Figure 3.

Microinjection of PIPK pep disrupts the actin cytoskeleton at synapses. (A) Confocal image of a lamprey reticulospinal axon injected with Alexa 488–phalloidin (green). Thin, white line denotes axonal border. Phalloidin labels rings of actin at periactive zones of synapses, as indicated by the cartoon (SV, synaptic vesicle). (B and C) Images of axons injected with rhodamine-conjugated (red) Mut PIPK pep or PIPK pep and then with Alexa 488–phalloidin at sites indicated by white asterisks. Although Mut PIPK pep had no effect (B), the fluorescence intensity of phalloidin rings is greatly diminished by PIPK pep (C).
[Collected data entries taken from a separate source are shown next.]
//! Web routes.

use mivra_router::Router;

/// Registers every route the site serves.
///
/// Actions are `Controller@method` descriptors and middleware is referenced
/// by alias, so the resulting table can be written to the route cache.
pub fn web(router: &mut Router) {
    router.get("/", "HomeController@index").name("home");
    router.get("/contact", "ContactController@show").name("contact.show");
    router
        .post("/contact", "ContactController@submit")
        .middleware_alias("log")
        .name("contact.submit");
}
//! Rendering of 404 and 405 outcomes.

use crate::request::{Method, Request};
use crate::response::Response;

/// Renders the responses the router produces itself.
///
/// The router sets the status and the `Allow` header; implementations only
/// choose the body (HTML page, JSON, plain text).
pub trait ErrorView: Send + Sync {
    /// No route matches the path under any method.
    fn not_found(&self, req: &Request) -> Response;

    /// The path matches, but only under `allowed`.
    fn method_not_allowed(&self, req: &Request, allowed: &[Method]) -> Response;
}

/// Plain-text error bodies.
#[derive(Debug, Default, Clone, Copy)]
pub struct PlainErrorView;

impl ErrorView for PlainErrorView {
    fn not_found(&self, _req: &Request) -> Response {
        Response::not_found()
    }

    fn method_not_allowed(&self, _req: &Request, _allowed: &[Method]) -> Response {
        Response::method_not_allowed()
    }
}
Bars, 20 μm. (D) Average fluorescence intensity of the phalloidin rings over several concentration ranges of PIPK peptides as compared with that in the absence of any peptides (Control). Data indicate mean values and SEM from synapses in 31 control, 15 PIPK pep–injected, and 14 Mut PIPK pep–injected axons. Asterisks indicate statistical significance as compared with control (for PIPK pep 10–100 μM, P < 0.05 × 10⁻¹³; for PIPK pep 200–700 μM, P < 0.05 × 10⁻⁸; t test).